Protest action taken by the trade union has also generated public debate, as last week’s demonstration was initially prohibited under the Public Order Act, by the Commissioner of Police (COP) Colin John who said the protest contravenes Section 10 of the Act, as the location is within a 200-yard radius from a point within curtilage of the High Court and Parliament.

Parliament was scheduled to meet last Thursday September 9 but has since been postponed to September 30.

The Union wrote a second letter informing the Commissioner of their intentions to move forward with protests in Kingstown and was subsequently granted approval by COP John as the meeting of Parliament was no longer taking place on that day.

But prior to John’s approval, Jomo Thomas, one of the PSU’s lawyers said the Commissioner’s initial prohibition “flies in the face of the last 70 years of political history in St Vincent and the Grenadines.

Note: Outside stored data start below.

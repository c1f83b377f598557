//! Loading recorded positions and feeding them to a watch

use crate::{RecorderError, Result};
use map_facade_lib::{ManualGeolocation, PositionEvent};
use serde::Deserialize;
use std::path::Path;
use std::time::Duration;

/// One line of a JSON sample file
#[derive(Debug, Clone, PartialEq, Deserialize)]
#[serde(untagged)]
enum SampleRecord {
    Fix {
        lat: f64,
        lon: f64,
        #[serde(default)]
        accuracy: Option<f64>,
    },
    Error {
        error: String,
    },
}

impl From<SampleRecord> for PositionEvent {
    fn from(record: SampleRecord) -> Self {
        match record {
            SampleRecord::Fix { lat, lon, accuracy } => PositionEvent::Sample { lat, lon, accuracy },
            SampleRecord::Error { error } => PositionEvent::Error(error),
        }
    }
}

/// Meters of horizontal error per unit of HDOP, for GPX fixes without a direct estimate
const HDOP_TO_METERS: f64 = 5.0;

/// Read position events from a GPX or JSON file
pub fn load_samples(path: &Path) -> Result<Vec<PositionEvent>> {
    let is_gpx = path
        .extension()
        .and_then(|e| e.to_str())
        .is_some_and(|e| e.eq_ignore_ascii_case("gpx"));
    let events = if is_gpx {
        let file = std::fs::File::open(path)?;
        gpx_samples(&gpx::read(std::io::BufReader::new(file))?)
    } else {
        json_samples(&std::fs::read_to_string(path)?)?
    };
    if events.is_empty() {
        return Err(RecorderError::NoSamples(path.display().to_string()));
    }
    tracing::info!(path = %path.display(), count = events.len(), "samples loaded");
    Ok(events)
}

/// Every track point of every segment, in file order
fn gpx_samples(gpx: &gpx::Gpx) -> Vec<PositionEvent> {
    gpx.tracks
        .iter()
        .flat_map(|t| &t.segments)
        .flat_map(|s| &s.points)
        .map(|wp| {
            let point = wp.point();
            PositionEvent::Sample {
                lat: point.y(),
                lon: point.x(),
                accuracy: wp.hdop.map(|hdop| hdop * HDOP_TO_METERS),
            }
        })
        .collect()
}

/// A JSON array of records, or one record per line
fn json_samples(text: &str) -> Result<Vec<PositionEvent>> {
    if text.trim_start().starts_with('[') {
        let records: Vec<SampleRecord> = serde_json::from_str(text)?;
        return Ok(records.into_iter().map(Into::into).collect());
    }
    text.lines()
        .map(str::trim)
        .filter(|line| !line.is_empty() && !line.starts_with('#'))
        .map(|line| Ok(serde_json::from_str::<SampleRecord>(line)?.into()))
        .collect()
}

/// Push `events` into the active watch, pausing `interval` between them
///
/// Returns how many events reached a watch.
pub async fn replay(geolocation: &ManualGeolocation, events: Vec<PositionEvent>, interval: Duration) -> usize {
    let mut delivered = 0;
    for event in events {
        #[cfg(feature = "profiling")]
        profiling::scope!("replay::emit");
        if geolocation.emit(event) {
            delivered += 1;
        } else {
            tracing::warn!("no active watch, stopping replay");
            break;
        }
        if !interval.is_zero() {
            tokio::time::sleep(interval).await;
        }
    }
    delivered
}
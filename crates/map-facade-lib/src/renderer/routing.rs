//! Routing-provider adapter
//!
//! The provider's engine keeps a flat geo-object collection: placemarks, route objects
//! keyed by route id and free polylines, all with coordinates in `[lon, lat]` order. Its
//! view uses the ellipsoidal Mercator projection. Drawing a route fires the
//! route-geometry event with the drawn coordinates.

use super::native::{NativeMap, Projection};
use super::{
    EventKind, ListenerTable, MapContext, MapEvent, MapRenderer, NativeListener, ObjectHandle,
    PointerInput, PolylineStyle, RendererHandle, wait_for_layout,
};
use crate::config::MapConfig;
use crate::coords::{Bounds, GeoPoint, ScreenPoint, ScreenSize};
use crate::host::ContainerHost;
use crate::marker::{self, UnifiedMarker};
use crate::route::PersistedRoute;
use crate::services::RoutingProvider;
use crate::{InitError, Result};
use async_trait::async_trait;
use std::collections::{BTreeMap, BTreeSet, HashMap};
use std::sync::Arc;
use time::OffsetDateTime;

pub const ROUTING_DEFAULT_CENTER: GeoPoint = GeoPoint::new(55.7558, 37.6176);
pub const ROUTING_DEFAULT_ZOOM: f64 = 10.0;
pub const ROUTING_MAX_ZOOM: f64 = 21.0;

pub const DEFAULT_BEHAVIORS: [&str; 4] = ["drag", "scrollZoom", "dblClickZoom", "multiTouch"];

const ROUTE_COLOR: &str = "#2196F3";

fn lon_lat(p: GeoPoint) -> [f64; 2] {
    p.lon_lat()
}

fn from_lon_lat([lon, lat]: [f64; 2]) -> GeoPoint {
    GeoPoint::new(lat, lon)
}

struct Placemark {
    coordinates: [f64; 2],
    balloon_content: String,
    preset_color: String,
}

struct RouteObject {
    route: PersistedRoute,
    coordinates: Vec<[f64; 2]>,
}
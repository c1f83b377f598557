use clap::Parser;
use map_facade_lib::{ExportFormat, FacadeConfig, TrackingConfig};
use std::path::PathBuf;

#[derive(Parser, Debug, Clone)]
#[clap(author, version, about, long_about = None)]
/// Track Recorder - replay GPS samples through the tracking pipeline and export the track
pub struct Settings {
    /// Samples to replay: a GPX file, a JSON array or JSON lines of `{lat, lon, accuracy}`
    #[clap(value_name = "FILE")]
    pub samples: PathBuf,

    /// Export formats (gpx, kml, geojson)
    #[clap(short, long, value_delimiter = ',', default_value = "gpx")]
    pub format: Vec<ExportFormat>,

    /// Directory the exported files are written to
    #[clap(short, long, default_value = ".")]
    pub output_dir: PathBuf,

    /// Facade configuration file (JSON, missing fields use defaults)
    #[clap(short, long, value_name = "FILE")]
    pub config: Option<PathBuf>,

    /// Drop samples with a worse horizontal accuracy (meters)
    #[clap(long)]
    pub max_accuracy: Option<f64>,

    /// Drop samples closer than this to the last accepted point (meters)
    #[clap(long)]
    pub min_step: Option<f64>,

    /// Delay between two replayed samples in milliseconds
    #[clap(long, default_value = "0")]
    pub interval_ms: u64,

    /// Offline draft queue file
    #[clap(long, value_name = "FILE")]
    pub drafts: Option<PathBuf>,

    /// Push queued drafts to the outbox after recording
    #[clap(long, default_value = "false")]
    pub sync: bool,

    /// Run without the premium entitlement (tracking and export are refused)
    #[clap(long, default_value = "false")]
    pub free_tier: bool,
}

impl Settings {
    pub fn from_cli() -> Self {
        match Settings::try_parse() {
            Ok(args) => args,
            Err(e) => e.exit(),
        }
    }

    /// Facade configuration from the config file with command line overrides applied
    pub fn facade_config(&self) -> crate::Result<FacadeConfig> {
        let mut config = match &self.config {
            Some(path) => serde_json::from_str(&std::fs::read_to_string(path)?)?,
            None => FacadeConfig::default(),
        };
        self.apply_overrides(&mut config.tracking);
        Ok(config)
    }

    fn apply_overrides(&self, tracking: &mut TrackingConfig) {
        if let Some(max_accuracy) = self.max_accuracy {
            tracking.max_accuracy_m = max_accuracy;
        }
        if let Some(min_step) = self.min_step {
            tracking.min_step_m = min_step;
        }
    }
}

#[cfg(test)]
mod tests {
    use super::*;

    #[test]
    fn test_parse_formats_and_overrides() {
        let settings = Settings::parse_from([
            "track-recorder",
            "walk.gpx",
            "--format",
            "gpx,geojson",
            "--max-accuracy",
            "20",
        ]);
        assert_eq!(settings.format, vec![ExportFormat::Gpx, ExportFormat::GeoJson]);
        let config = settings.facade_config().unwrap();
        assert_eq!(config.tracking.max_accuracy_m, 20.0);
        assert_eq!(config.tracking.min_step_m, TrackingConfig::default().min_step_m);
        assert!(!settings.free_tier);
    }

    #[test]
    fn test_config_file_with_cli_override() {
        let dir = tempfile::tempdir().unwrap();
        let path = dir.path().join("facade.json");
        std::fs::write(&path, r#"{"tracking": {"min_step_m": 2.0, "max_accuracy_m": 30.0}}"#)
            .unwrap();
        let args: Vec<std::ffi::OsString> = vec![
            "track-recorder".into(),
            "walk.json".into(),
            "--config".into(),
            path.into_os_string(),
            "--min-step".into(),
            "8".into(),
        ];
        let settings = Settings::parse_from(args);
        let config = settings.facade_config().unwrap();
        assert_eq!(config.tracking.max_accuracy_m, 30.0);
        assert_eq!(config.tracking.min_step_m, 8.0);
    }

    #[test]
    fn test_unknown_format_is_rejected() {
        assert!(Settings::try_parse_from(["track-recorder", "a.gpx", "-f", "shp"]).is_err());
    }
}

“People, organisations, whether they are trade unions or political parties or pressure groups or whatever, had always had as its desire to come to the centre of Kingstown and participate in legitimate protest,” Thomas said while speaking at a joint press conference of the PSU, SVG Teachers Union and Rise Hairouna on August 7.

“So, in 1951, when the Eighth Army of Liberation led by George Charles and Joshua was coming into function, what they did was to march from Arnos Vale to Kingstown. The Baptists always marched into Kingstown. Every Labour Day, as I was growing up as a young man in St. Vincent and the Grenadines, the unions marched into Kingstown. Joshua’s People’s Political Party had marched into Kingstown. When the United People’s Movement of Ralph Gonsalves and Renwick Rose and Mike Browne and the others were launching their electoral campaign of 1979, they marched from Sion Hill into Kingstown.”

The lawyer said further: “So, what is this notion now that in 2021, when we are supposed to be broadening our democratic best practices, we are now curtailing the rights of people to participate and to demonstrate their fundamentally protected right to assembly and protest?”

Thomas commented that the Commissioner of Police misunderstood the Public Order Act and should have sought guidance from the Attorney General, who would have helped with the interpretation of the law and how it should be implemented, in keeping with the country’s constitution.